(The task) Check every line of the data below for the string "HashMap", and copy the ones that hold it.
=== Data listing ===
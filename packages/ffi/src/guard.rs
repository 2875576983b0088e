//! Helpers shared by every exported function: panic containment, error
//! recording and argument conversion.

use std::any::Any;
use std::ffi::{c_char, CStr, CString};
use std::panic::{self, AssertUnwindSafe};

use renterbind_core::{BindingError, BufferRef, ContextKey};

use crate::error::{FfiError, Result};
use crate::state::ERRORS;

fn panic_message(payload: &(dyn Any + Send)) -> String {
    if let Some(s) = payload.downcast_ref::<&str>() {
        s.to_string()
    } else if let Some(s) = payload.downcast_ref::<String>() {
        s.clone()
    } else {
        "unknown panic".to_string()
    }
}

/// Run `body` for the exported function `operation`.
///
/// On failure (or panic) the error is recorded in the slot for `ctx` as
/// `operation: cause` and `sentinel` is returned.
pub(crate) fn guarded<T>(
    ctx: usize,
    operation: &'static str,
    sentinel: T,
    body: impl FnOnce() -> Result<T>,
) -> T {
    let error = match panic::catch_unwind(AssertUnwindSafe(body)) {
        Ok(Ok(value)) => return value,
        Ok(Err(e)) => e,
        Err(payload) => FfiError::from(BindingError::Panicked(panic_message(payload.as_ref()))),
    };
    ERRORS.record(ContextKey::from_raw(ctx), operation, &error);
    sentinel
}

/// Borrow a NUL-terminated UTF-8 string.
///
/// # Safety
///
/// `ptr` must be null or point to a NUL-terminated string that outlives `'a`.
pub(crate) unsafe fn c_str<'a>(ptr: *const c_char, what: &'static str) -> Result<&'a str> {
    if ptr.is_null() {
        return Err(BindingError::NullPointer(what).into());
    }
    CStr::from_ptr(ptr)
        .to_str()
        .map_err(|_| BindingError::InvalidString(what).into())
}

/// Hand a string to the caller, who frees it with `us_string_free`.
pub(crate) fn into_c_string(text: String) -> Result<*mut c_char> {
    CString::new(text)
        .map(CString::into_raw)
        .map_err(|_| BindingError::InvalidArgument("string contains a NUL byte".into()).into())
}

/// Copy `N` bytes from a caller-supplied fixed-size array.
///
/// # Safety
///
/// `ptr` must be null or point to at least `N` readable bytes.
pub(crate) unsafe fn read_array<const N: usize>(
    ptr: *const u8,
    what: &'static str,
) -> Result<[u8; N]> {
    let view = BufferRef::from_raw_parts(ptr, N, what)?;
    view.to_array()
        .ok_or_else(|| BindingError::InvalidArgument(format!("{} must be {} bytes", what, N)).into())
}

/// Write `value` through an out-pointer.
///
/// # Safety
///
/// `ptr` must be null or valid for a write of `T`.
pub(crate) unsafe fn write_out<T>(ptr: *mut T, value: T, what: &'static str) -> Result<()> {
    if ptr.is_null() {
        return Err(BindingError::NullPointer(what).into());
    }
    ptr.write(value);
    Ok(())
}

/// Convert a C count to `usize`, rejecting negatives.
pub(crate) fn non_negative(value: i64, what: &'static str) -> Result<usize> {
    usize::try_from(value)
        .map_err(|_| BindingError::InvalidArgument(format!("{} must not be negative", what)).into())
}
===
=== Data listing ===
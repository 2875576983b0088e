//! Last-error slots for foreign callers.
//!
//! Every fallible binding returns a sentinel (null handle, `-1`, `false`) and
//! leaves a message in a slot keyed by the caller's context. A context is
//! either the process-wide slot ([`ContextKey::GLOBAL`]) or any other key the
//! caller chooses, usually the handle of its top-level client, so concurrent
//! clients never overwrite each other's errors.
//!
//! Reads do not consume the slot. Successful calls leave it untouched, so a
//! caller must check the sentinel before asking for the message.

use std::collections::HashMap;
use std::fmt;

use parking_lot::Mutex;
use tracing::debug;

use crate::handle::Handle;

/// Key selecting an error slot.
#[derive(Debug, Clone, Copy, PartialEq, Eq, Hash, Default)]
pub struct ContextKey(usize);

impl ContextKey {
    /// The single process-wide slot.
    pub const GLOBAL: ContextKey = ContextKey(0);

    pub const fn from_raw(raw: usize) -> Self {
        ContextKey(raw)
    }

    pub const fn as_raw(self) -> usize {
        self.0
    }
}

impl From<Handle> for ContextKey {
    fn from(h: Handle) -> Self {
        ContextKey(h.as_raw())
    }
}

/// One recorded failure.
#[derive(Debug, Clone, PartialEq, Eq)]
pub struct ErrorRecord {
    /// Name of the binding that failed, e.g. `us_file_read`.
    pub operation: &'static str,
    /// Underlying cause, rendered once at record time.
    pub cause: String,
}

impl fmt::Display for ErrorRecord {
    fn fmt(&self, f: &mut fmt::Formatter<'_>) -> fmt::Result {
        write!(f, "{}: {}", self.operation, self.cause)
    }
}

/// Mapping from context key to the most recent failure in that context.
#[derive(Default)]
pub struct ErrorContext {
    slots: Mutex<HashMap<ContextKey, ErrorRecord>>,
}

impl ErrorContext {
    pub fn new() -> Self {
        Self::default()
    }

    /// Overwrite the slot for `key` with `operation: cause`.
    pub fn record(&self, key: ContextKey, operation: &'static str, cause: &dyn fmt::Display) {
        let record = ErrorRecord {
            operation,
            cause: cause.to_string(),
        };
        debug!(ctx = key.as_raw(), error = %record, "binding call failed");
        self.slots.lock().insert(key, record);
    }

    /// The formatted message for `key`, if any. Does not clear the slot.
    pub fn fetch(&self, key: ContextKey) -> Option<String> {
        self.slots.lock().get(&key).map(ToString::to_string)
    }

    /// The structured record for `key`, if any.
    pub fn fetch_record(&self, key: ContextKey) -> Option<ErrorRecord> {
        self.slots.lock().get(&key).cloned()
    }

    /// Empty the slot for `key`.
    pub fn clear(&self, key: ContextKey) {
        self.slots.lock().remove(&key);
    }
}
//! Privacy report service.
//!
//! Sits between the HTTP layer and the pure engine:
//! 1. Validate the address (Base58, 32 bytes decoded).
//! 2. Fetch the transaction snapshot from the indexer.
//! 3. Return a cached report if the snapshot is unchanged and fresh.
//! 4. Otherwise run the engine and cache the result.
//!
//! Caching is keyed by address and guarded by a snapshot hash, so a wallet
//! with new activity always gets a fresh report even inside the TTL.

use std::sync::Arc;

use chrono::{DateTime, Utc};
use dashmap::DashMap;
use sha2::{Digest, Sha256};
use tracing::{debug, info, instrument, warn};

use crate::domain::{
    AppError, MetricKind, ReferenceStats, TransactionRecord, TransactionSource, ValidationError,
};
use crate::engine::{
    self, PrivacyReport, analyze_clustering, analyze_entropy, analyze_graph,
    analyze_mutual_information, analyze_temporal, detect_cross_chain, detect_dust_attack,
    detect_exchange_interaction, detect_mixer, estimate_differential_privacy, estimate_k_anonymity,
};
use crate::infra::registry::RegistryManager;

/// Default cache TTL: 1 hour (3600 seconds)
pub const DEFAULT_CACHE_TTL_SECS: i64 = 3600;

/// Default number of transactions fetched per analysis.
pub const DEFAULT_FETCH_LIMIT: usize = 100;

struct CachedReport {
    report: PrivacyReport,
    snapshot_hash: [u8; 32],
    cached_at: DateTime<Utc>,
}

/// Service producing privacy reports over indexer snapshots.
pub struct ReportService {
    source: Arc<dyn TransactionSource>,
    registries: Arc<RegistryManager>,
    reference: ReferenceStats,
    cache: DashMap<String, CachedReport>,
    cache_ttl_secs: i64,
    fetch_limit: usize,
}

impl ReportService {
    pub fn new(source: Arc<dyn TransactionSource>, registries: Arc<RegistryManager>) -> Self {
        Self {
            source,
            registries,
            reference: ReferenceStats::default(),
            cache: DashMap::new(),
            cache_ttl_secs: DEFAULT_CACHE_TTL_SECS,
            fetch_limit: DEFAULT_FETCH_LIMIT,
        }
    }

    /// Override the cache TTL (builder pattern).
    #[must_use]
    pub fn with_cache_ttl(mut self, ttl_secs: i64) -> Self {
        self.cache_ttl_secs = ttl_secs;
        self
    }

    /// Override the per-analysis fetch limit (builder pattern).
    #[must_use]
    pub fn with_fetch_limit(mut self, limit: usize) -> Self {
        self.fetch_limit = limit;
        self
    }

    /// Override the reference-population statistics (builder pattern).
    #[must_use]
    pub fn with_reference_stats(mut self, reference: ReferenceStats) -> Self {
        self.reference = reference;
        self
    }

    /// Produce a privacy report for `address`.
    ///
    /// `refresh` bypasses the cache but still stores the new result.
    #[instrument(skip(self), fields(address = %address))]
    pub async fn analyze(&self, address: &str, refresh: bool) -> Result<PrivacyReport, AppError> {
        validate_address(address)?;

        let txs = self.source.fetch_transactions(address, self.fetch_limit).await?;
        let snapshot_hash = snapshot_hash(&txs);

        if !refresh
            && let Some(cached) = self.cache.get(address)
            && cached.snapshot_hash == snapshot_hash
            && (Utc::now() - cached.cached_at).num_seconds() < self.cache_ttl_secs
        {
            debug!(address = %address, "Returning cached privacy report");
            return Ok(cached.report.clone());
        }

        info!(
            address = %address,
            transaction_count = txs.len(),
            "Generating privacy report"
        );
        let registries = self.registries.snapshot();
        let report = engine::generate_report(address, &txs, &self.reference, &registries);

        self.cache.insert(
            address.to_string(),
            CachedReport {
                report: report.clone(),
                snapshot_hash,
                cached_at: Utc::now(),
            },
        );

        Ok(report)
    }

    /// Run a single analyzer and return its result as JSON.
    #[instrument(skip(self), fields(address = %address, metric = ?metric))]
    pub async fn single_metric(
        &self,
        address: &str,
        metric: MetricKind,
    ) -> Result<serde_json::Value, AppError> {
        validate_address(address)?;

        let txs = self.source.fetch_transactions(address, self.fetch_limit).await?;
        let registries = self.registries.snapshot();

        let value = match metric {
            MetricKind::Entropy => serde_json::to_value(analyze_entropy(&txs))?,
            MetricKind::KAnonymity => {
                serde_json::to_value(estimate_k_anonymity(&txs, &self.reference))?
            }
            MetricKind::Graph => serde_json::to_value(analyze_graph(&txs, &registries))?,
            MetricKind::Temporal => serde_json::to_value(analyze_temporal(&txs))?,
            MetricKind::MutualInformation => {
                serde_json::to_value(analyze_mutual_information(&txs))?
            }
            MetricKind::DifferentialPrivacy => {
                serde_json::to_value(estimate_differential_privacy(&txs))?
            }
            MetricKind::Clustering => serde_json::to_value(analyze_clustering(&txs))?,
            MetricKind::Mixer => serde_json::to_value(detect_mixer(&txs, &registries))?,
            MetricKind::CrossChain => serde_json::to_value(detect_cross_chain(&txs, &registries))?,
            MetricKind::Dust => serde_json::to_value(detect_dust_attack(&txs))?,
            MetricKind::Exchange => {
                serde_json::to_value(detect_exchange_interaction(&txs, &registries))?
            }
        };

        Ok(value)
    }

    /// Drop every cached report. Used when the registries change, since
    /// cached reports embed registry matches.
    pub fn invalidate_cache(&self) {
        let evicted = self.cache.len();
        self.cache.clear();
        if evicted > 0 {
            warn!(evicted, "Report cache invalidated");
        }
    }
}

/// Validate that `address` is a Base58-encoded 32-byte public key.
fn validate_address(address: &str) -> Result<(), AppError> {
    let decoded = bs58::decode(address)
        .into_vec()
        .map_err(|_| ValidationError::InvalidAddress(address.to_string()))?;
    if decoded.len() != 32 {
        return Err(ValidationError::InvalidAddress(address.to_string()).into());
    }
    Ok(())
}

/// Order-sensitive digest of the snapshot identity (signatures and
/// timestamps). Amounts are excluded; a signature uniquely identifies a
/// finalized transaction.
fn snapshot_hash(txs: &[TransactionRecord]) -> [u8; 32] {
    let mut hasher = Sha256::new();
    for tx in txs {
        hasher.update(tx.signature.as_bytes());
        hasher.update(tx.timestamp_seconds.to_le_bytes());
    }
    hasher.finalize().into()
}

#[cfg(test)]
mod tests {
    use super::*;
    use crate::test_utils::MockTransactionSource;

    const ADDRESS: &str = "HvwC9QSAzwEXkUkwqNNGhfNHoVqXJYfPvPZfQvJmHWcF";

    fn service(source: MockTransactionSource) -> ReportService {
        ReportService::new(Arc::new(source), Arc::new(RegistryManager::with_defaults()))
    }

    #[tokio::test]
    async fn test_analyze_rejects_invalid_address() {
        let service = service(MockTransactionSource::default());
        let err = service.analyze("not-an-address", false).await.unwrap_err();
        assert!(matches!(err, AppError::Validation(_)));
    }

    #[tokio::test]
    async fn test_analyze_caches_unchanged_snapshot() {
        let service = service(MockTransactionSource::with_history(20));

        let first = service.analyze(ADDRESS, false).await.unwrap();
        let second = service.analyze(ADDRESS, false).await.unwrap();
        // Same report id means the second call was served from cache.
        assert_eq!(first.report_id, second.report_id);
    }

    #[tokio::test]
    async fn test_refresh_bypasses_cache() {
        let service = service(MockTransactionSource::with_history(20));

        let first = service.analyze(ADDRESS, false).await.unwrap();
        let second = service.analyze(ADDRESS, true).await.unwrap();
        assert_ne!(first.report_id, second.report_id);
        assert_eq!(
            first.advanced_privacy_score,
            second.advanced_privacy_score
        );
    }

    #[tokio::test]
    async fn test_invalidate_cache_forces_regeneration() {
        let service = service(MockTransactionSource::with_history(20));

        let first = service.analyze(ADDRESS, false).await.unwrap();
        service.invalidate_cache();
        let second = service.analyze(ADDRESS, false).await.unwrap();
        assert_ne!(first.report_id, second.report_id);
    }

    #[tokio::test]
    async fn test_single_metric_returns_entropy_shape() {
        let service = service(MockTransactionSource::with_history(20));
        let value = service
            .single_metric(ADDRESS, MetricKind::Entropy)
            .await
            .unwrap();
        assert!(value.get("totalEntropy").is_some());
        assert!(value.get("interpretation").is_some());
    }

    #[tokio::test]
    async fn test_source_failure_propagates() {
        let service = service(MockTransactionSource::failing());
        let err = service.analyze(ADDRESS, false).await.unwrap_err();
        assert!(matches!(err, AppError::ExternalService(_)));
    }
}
===
=== Data listing ===
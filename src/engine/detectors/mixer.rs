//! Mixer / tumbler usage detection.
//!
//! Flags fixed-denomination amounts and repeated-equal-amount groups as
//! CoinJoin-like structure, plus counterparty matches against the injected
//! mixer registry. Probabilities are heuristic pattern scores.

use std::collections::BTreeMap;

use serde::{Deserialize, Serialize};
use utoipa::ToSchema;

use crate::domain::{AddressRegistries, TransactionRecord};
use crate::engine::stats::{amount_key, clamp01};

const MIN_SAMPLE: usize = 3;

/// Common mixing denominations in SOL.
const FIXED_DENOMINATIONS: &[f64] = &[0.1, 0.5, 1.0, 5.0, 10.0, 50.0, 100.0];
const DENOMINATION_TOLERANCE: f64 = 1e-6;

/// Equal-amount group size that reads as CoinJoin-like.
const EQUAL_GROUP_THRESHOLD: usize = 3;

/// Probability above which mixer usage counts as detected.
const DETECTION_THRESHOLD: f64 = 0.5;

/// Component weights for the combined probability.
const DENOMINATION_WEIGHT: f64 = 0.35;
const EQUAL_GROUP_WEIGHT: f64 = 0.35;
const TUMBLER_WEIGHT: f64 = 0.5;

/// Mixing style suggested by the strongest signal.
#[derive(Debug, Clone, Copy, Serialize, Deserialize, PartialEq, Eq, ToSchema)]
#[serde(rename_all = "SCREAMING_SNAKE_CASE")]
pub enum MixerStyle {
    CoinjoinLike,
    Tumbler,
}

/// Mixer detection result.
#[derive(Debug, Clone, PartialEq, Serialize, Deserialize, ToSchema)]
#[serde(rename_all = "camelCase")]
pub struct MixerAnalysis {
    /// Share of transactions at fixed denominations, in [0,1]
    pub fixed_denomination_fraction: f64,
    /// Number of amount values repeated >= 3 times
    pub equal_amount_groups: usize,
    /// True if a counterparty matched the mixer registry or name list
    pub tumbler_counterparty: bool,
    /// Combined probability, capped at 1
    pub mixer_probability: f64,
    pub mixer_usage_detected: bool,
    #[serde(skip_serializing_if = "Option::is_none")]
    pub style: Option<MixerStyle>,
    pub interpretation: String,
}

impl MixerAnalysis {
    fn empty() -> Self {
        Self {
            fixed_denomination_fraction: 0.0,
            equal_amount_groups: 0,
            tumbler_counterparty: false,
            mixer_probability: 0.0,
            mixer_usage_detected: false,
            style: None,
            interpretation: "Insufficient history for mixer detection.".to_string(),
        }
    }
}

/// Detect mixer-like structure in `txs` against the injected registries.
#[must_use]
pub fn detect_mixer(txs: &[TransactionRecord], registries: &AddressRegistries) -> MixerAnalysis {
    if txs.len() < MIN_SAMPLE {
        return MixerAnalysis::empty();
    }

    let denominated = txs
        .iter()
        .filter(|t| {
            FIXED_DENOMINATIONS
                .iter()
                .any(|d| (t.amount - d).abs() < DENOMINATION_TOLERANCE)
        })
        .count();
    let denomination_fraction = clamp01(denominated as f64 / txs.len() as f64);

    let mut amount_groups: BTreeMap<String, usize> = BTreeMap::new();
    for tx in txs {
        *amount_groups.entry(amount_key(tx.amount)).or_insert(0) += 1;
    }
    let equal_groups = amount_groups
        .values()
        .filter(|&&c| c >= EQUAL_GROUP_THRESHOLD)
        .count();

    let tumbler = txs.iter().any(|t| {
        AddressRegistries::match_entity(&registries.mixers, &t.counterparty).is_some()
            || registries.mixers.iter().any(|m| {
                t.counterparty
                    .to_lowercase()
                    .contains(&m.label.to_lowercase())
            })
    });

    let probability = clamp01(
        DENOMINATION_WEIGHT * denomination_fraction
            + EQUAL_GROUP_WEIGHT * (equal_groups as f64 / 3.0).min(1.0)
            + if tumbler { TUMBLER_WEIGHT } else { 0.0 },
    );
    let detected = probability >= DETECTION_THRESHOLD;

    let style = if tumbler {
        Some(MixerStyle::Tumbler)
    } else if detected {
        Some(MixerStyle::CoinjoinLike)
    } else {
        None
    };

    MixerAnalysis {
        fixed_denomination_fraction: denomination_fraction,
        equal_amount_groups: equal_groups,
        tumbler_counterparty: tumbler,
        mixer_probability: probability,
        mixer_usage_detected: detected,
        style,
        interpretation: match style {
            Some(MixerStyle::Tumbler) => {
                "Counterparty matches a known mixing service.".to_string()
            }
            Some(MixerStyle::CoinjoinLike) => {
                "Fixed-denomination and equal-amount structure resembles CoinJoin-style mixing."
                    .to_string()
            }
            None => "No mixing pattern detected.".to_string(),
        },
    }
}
===
(Response to this exercise)
use std::collections::HashMap;
    slots: Mutex<HashMap<ContextKey, ErrorRecord>>,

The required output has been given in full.